Генуэзский порт скрылся с глаз, пока они разговаривали. Вскоре все разойдутся с кормы, кто куда, и такой возможности больше не представится, поэтому Фулк де Лангр не мог отказать себе в желании добавить еще кое-что, чтобы заслужить ее благосклонность.

— Его и мой отцы — близнецы, но мой отец старше на несколько минут, поэтому он владел в Англии довольно большим наделом при короле Стефане. Когда же короной завладел анжуйский выскочка, Симон Уинслейд с согласия Генриха II все у него отнял. Вот так мой отец стал человеком без роду и племени, и ему пришлось искать удачу при дворе короля Людовика. К счастью, с миром ушедший Людовик оценил его преданность и вознаградил теперешним владением де Лангров.
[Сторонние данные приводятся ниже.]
use std::{
    collections::{LinkedList, VecDeque},
    fmt, mem,
};

use seglist_error::{ListError, ListResult};

use crate::list::SegmentedList;

/// Общий контракт списка, через который стенды гоняют одни и те же
/// операции над `SegmentedList` и эталонными коллекциями.
///
/// Выход за границы у всех реализаций сообщается как
/// [`ListError::IndexOutOfRange`], поэтому результаты можно сравнивать
/// напрямую.
pub trait ListOps<T: Clone + PartialEq> {
    fn name(&self) -> &'static str;

    fn len(&self) -> usize;

    fn is_empty(&self) -> bool {
        self.len() == 0
    }

    fn push(
        &mut self,
        value: T,
    );

    /// Вставка в `0..=len`.
    fn insert_at(
        &mut self,
        index: usize,
        value: T,
    ) -> ListResult<()>;

    fn remove_at(
        &mut self,
        index: usize,
    ) -> ListResult<T>;

    fn get_at(
        &self,
        index: usize,
    ) -> ListResult<&T>;

    fn set_at(
        &mut self,
        index: usize,
        value: T,
    ) -> ListResult<T>;

    fn clear(&mut self);

    fn index_of(
        &self,
        value: &T,
    ) -> Option<usize>;

    fn remove_value(
        &mut self,
        value: &T,
    ) -> bool;

    fn to_vec(&self) -> Vec<T>;

    /// Перестройка хранилища. Для эталонов ничего не делает.
    fn rebalance(
        &mut self,
        _fragment: usize,
    ) -> ListResult<()> {
        Ok(())
    }
}

fn out_of_range(
    index: usize,
    len: usize,
) -> ListError {
    ListError::IndexOutOfRange { index, len }
}

////////////////////////////////////////////////////////////////////////////////
// SegmentedList
////////////////////////////////////////////////////////////////////////////////

impl<T: Clone + PartialEq> ListOps<T> for SegmentedList<T> {
    fn name(&self) -> &'static str {
        "SegmentedList"
    }

    fn len(&self) -> usize {
        SegmentedList::len(self)
    }

    fn push(
        &mut self,
        value: T,
    ) {
        SegmentedList::push(self, value)
    }

    fn insert_at(
        &mut self,
        index: usize,
        value: T,
    ) -> ListResult<()> {
        self.insert(index, value)
    }

    fn remove_at(
        &mut self,
        index: usize,
    ) -> ListResult<T> {
        self.remove(index)
    }

    fn get_at(
        &self,
        index: usize,
    ) -> ListResult<&T> {
        self.get(index)
    }

    fn set_at(
        &mut self,
        index: usize,
        value: T,
    ) -> ListResult<T> {
        self.set(index, value)
    }

    fn clear(&mut self) {
        SegmentedList::clear(self)
    }

    fn index_of(
        &self,
        value: &T,
    ) -> Option<usize> {
        SegmentedList::index_of(self, value)
    }

    fn remove_value(
        &mut self,
        value: &T,
    ) -> bool {
        self.remove_item(value)
    }

    fn to_vec(&self) -> Vec<T> {
        SegmentedList::to_vec(self)
    }

    fn rebalance(
        &mut self,
        fragment: usize,
    ) -> ListResult<()> {
        let fragment = i64::try_from(fragment).map_err(|_| ListError::InvalidArgument {
            name: "new_fragment",
            value: i64::MAX,
        })?;
        self.optimize(fragment)
    }
}

////////////////////////////////////////////////////////////////////////////////
// Vec
////////////////////////////////////////////////////////////////////////////////

impl<T: Clone + PartialEq> ListOps<T> for Vec<T> {
    fn name(&self) -> &'static str {
        "Vec"
    }

    fn len(&self) -> usize {
        Vec::len(self)
    }

    fn push(
        &mut self,
        value: T,
    ) {
        Vec::push(self, value)
    }

    fn insert_at(
        &mut self,
        index: usize,
        value: T,
    ) -> ListResult<()> {
        if index > Vec::len(self) {
            return Err(out_of_range(index, Vec::len(self)));
        }
        self.insert(index, value);
        Ok(())
    }

    fn remove_at(
        &mut self,
        index: usize,
    ) -> ListResult<T> {
        if index >= Vec::len(self) {
            return Err(out_of_range(index, Vec::len(self)));
        }
        Ok(self.remove(index))
    }

    fn get_at(
        &self,
        index: usize,
    ) -> ListResult<&T> {
        self.get(index)
            .ok_or_else(|| out_of_range(index, Vec::len(self)))
    }

    fn set_at(
        &mut self,
        index: usize,
        value: T,
    ) -> ListResult<T> {
        let len = Vec::len(self);
        self.get_mut(index)
            .map(|slot| mem::replace(slot, value))
            .ok_or(out_of_range(index, len))
    }

    fn clear(&mut self) {
        Vec::clear(self)
    }

    fn index_of(
        &self,
        value: &T,
    ) -> Option<usize> {
        self.iter().position(|v| v == value)
    }

    fn remove_value(
        &mut self,
        value: &T,
    ) -> bool {
        match ListOps::index_of(self, value) {
            Some(i) => {
                self.remove(i);
                true
            }
            None => false,
        }
    }

    fn to_vec(&self) -> Vec<T> {
        self.clone()
    }
}

////////////////////////////////////////////////////////////////////////////////
// VecDeque
////////////////////////////////////////////////////////////////////////////////

impl<T: Clone + PartialEq> ListOps<T> for VecDeque<T> {
    fn name(&self) -> &'static str {
        "VecDeque"
    }

    fn len(&self) -> usize {
        VecDeque::len(self)
    }

    fn push(
        &mut self,
        value: T,
    ) {
        self.push_back(value)
    }

    fn insert_at(
        &mut self,
        index: usize,
        value: T,
    ) -> ListResult<()> {
        if index > VecDeque::len(self) {
            return Err(out_of_range(index, VecDeque::len(self)));
        }
        self.insert(index, value);
        Ok(())
    }

    fn remove_at(
        &mut self,
        index: usize,
    ) -> ListResult<T> {
        let len = VecDeque::len(self);
        self.remove(index).ok_or(out_of_range(index, len))
    }

    fn get_at(
        &self,
        index: usize,
    ) -> ListResult<&T> {
        self.get(index)
            .ok_or_else(|| out_of_range(index, VecDeque::len(self)))
    }

    fn set_at(
        &mut self,
        index: usize,
        value: T,
    ) -> ListResult<T> {
        let len = VecDeque::len(self);
        self.get_mut(index)
            .map(|slot| mem::replace(slot, value))
            .ok_or(out_of_range(index, len))
    }

    fn clear(&mut self) {
        VecDeque::clear(self)
    }

    fn index_of(
        &self,
        value: &T,
    ) -> Option<usize> {
        self.iter().position(|v| v == value)
    }

    fn remove_value(
        &mut self,
        value: &T,
    ) -> bool {
        match ListOps::index_of(self, value) {
            Some(i) => self.remove(i).is_some(),
            None => false,
        }
    }

    fn to_vec(&self) -> Vec<T> {
        self.iter().cloned().collect()
    }
}

////////////////////////////////////////////////////////////////////////////////
// LinkedList
////////////////////////////////////////////////////////////////////////////////

/// Позиционные операции двусвязного списка идут через `split_off` и
/// `append`, то есть стоят O(n) на проход до позиции.
impl<T: Clone + PartialEq> ListOps<T> for LinkedList<T> {
    fn name(&self) -> &'static str {
        "LinkedList"
    }

    fn len(&self) -> usize {
        LinkedList::len(self)
    }

    fn push(
        &mut self,
        value: T,
    ) {
        self.push_back(value)
    }

    fn insert_at(
        &mut self,
        index: usize,
        value: T,
    ) -> ListResult<()> {
        if index > LinkedList::len(self) {
            return Err(out_of_range(index, LinkedList::len(self)));
        }
        let mut tail = self.split_off(index);
        self.push_back(value);
        self.append(&mut tail);
        Ok(())
    }

    fn remove_at(
        &mut self,
        index: usize,
    ) -> ListResult<T> {
        let len = LinkedList::len(self);
        if index >= len {
            return Err(out_of_range(index, len));
        }
        let mut tail = self.split_off(index);
        let value = tail.pop_front().ok_or(out_of_range(index, len))?;
        self.append(&mut tail);
        Ok(value)
    }

    fn get_at(
        &self,
        index: usize,
    ) -> ListResult<&T> {
        self.iter()
            .nth(index)
            .ok_or_else(|| out_of_range(index, LinkedList::len(self)))
    }

    fn set_at(
        &mut self,
        index: usize,
        value: T,
    ) -> ListResult<T> {
        let len = LinkedList::len(self);
        self.iter_mut()
            .nth(index)
            .map(|slot| mem::replace(slot, value))
            .ok_or(out_of_range(index, len))
    }

    fn clear(&mut self) {
        LinkedList::clear(self)
    }

    fn index_of(
        &self,
        value: &T,
    ) -> Option<usize> {
        self.iter().position(|v| v == value)
    }

    fn remove_value(
        &mut self,
        value: &T,
    ) -> bool {
        match ListOps::index_of(self, value) {
            Some(i) => self.remove_at(i).is_ok(),
            None => false,
        }
    }

    fn to_vec(&self) -> Vec<T> {
        self.iter().cloned().collect()
    }
}

/// Все реализации, которые сравнивает стенд, в фиксированном порядке.
///
/// # Errors
///
/// [`ListError::InvalidArgument`], если `fragment` не помещается в `i64`.
pub fn all_implementations<T>(fragment: usize) -> ListResult<Vec<Box<dyn ListOps<T>>>>
where
    T: Clone + PartialEq + 'static,
{
    let fragment = i64::try_from(fragment).map_err(|_| ListError::InvalidArgument {
        name: "fragment",
        value: i64::MAX,
    })?;

    let impls: Vec<Box<dyn ListOps<T>>> = vec![
        Box::new(Vec::new()),
        Box::new(VecDeque::new()),
        Box::new(LinkedList::new()),
        Box::new(SegmentedList::with_fragment(fragment)?),
    ];
    Ok(impls)
}

////////////////////////////////////////////////////////////////////////////////
// Операции и их результаты
////////////////////////////////////////////////////////////////////////////////

/// Одна операция над списком для воспроизведения сценариев.
#[derive(Debug, Clone, PartialEq, Eq)]
#[cfg_attr(feature = "fuzz", derive(arbitrary::Arbitrary))]
pub enum Op<T> {
    Push(T),
    Insert(usize, T),
    Remove(usize),
    Get(usize),
    Set(usize, T),
    IndexOf(T),
    RemoveValue(T),
    Clear,
    Rebalance(u8),
}

impl<T> Op<T> {
    /// Сворачивает индекс в `0..=len + 1`, чтобы сценарий попадал в
    /// список, на границу и на одну позицию за ней.
    pub fn fold_index(
        self,
        len: usize,
    ) -> Self {
        let fold = |i: usize| i % (len + 2);
        match self {
            Op::Insert(i, v) => Op::Insert(fold(i), v),
            Op::Remove(i) => Op::Remove(fold(i)),
            Op::Get(i) => Op::Get(fold(i)),
            Op::Set(i, v) => Op::Set(fold(i), v),
            other => other,
        }
    }
}

/// Наблюдаемый результат операции.
#[derive(Debug, Clone, PartialEq, Eq)]
pub enum Outcome<T> {
    Done,
    Value(T),
    Position(Option<usize>),
    Removed(bool),
    Failed(ListError),
}

impl<T: fmt::Display> fmt::Display for Op<T> {
    fn fmt(
        &self,
        f: &mut fmt::Formatter<'_>,
    ) -> fmt::Result {
        match self {
            Op::Push(v) => write!(f, "push({v})"),
            Op::Insert(i, v) => write!(f, "insert({i}, {v})"),
            Op::Remove(i) => write!(f, "remove({i})"),
            Op::Get(i) => write!(f, "get({i})"),
            Op::Set(i, v) => write!(f, "set({i}, {v})"),
            Op::IndexOf(v) => write!(f, "index_of({v})"),
            Op::RemoveValue(v) => write!(f, "remove_item({v})"),
            Op::Clear => write!(f, "clear()"),
            Op::Rebalance(fragment) => write!(f, "optimize({fragment})"),
        }
    }
}

/// Применяет операцию к списку и возвращает её результат.
pub fn apply<T, L>(
    list: &mut L,
    op: &Op<T>,
) -> Outcome<T>
where
    T: Clone + PartialEq,
    L: ListOps<T> + ?Sized,
{
    let done = |r: ListResult<()>| r.map_or_else(Outcome::Failed, |_| Outcome::Done);
    let value = |r: ListResult<T>| r.map_or_else(Outcome::Failed, Outcome::Value);

    match op {
        Op::Push(v) => {
            list.push(v.clone());
            Outcome::Done
        }
        Op::Insert(i, v) => done(list.insert_at(*i, v.clone())),
        Op::Remove(i) => value(list.remove_at(*i)),
        Op::Get(i) => value(list.get_at(*i).cloned()),
        Op::Set(i, v) => value(list.set_at(*i, v.clone())),
        Op::IndexOf(v) => Outcome::Position(list.index_of(v)),
        Op::RemoveValue(v) => Outcome::Removed(list.remove_value(v)),
        Op::Clear => {
            list.clear();
            Outcome::Done
        }
        Op::Rebalance(fragment) => done(list.rebalance(usize::from(*fragment))),
    }
}

////////////////////////////////////////////////////////////////////////////////
// Тесты
////////////////////////////////////////////////////////////////////////////////

#[cfg(test)]
mod tests {
    use super::*;

    fn exercise(list: &mut dyn ListOps<i32>) {
        for v in [1, 2, 3] {
            list.push(v);
        }
        list.insert_at(3, 4).unwrap();
        list.insert_at(0, 0).unwrap();
        assert_eq!(list.to_vec(), vec![0, 1, 2, 3, 4], "{}", list.name());

        assert_eq!(list.remove_at(2), Ok(2));
        assert_eq!(list.set_at(0, 9), Ok(0));
        assert_eq!(list.get_at(0), Ok(&9));
        assert_eq!(list.index_of(&4), Some(3));
        assert!(list.remove_value(&4));
        assert!(!list.remove_value(&4));

        assert_eq!(
            list.get_at(3),
            Err(ListError::IndexOutOfRange { index: 3, len: 3 }),
            "{}",
            list.name()
        );
        assert_eq!(
            list.insert_at(5, 0),
            Err(ListError::IndexOutOfRange { index: 5, len: 3 })
        );
        assert!(list.remove_at(3).is_err());
        assert!(list.set_at(3, 0).is_err());

        list.clear();
        assert!(list.is_empty());
    }

    /// Тест проверяет, что все реализации одинаково ведут себя на базовом
    /// сценарии, включая ошибки выхода за границы.
    #[test]
    fn test_all_implementations_agree() {
        let mut impls = all_implementations::<i32>(2).unwrap();
        let names: Vec<_> = impls.iter().map(|l| l.name()).collect();
        assert_eq!(names, ["Vec", "VecDeque", "LinkedList", "SegmentedList"]);

        for list in impls.iter_mut() {
            exercise(list.as_mut());
        }
    }

    #[test]
    fn test_apply_reports_outcomes() {
        let mut list = SegmentedList::with_fragment(2).unwrap();

        assert_eq!(apply(&mut list, &Op::Push(5)), Outcome::Done);
        assert_eq!(apply(&mut list, &Op::Get(0)), Outcome::Value(5));
        assert_eq!(apply(&mut list, &Op::IndexOf(5)), Outcome::Position(Some(0)));
        assert_eq!(
            apply(&mut list, &Op::Remove(4)),
            Outcome::Failed(ListError::IndexOutOfRange { index: 4, len: 1 })
        );
        assert_eq!(apply(&mut list, &Op::Rebalance(0)), Outcome::Done);
        assert_eq!(list.fragment(), 0);
        assert_eq!(apply(&mut list, &Op::RemoveValue(5)), Outcome::Removed(true));
    }

    #[test]
    fn test_fold_index() {
        assert_eq!(Op::Remove::<u8>(10).fold_index(3), Op::Remove(0));
        assert_eq!(Op::Insert(4, 1u8).fold_index(3), Op::Insert(4, 1));
        assert_eq!(Op::Push(1u8).fold_index(0), Op::Push(1));
    }

    #[test]
    fn test_op_display() {
        assert_eq!(Op::Insert(2, 7).to_string(), "insert(2, 7)");
        assert_eq!(Op::<i32>::Rebalance(3).to_string(), "optimize(3)");
    }
}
— Значит, мы с вами оба пострадали от ваших бесчестных родственников. Но ложь, распространяемая обо мне сэром Рейнером, не может сравниться с несправедливостью, постигшей вашего отца, — сказала она и распрощалась с ним, заслышав тяжелые шаги Эрменгарды.

Он почтительно поклонился более для служанки, чем для слепой девушки.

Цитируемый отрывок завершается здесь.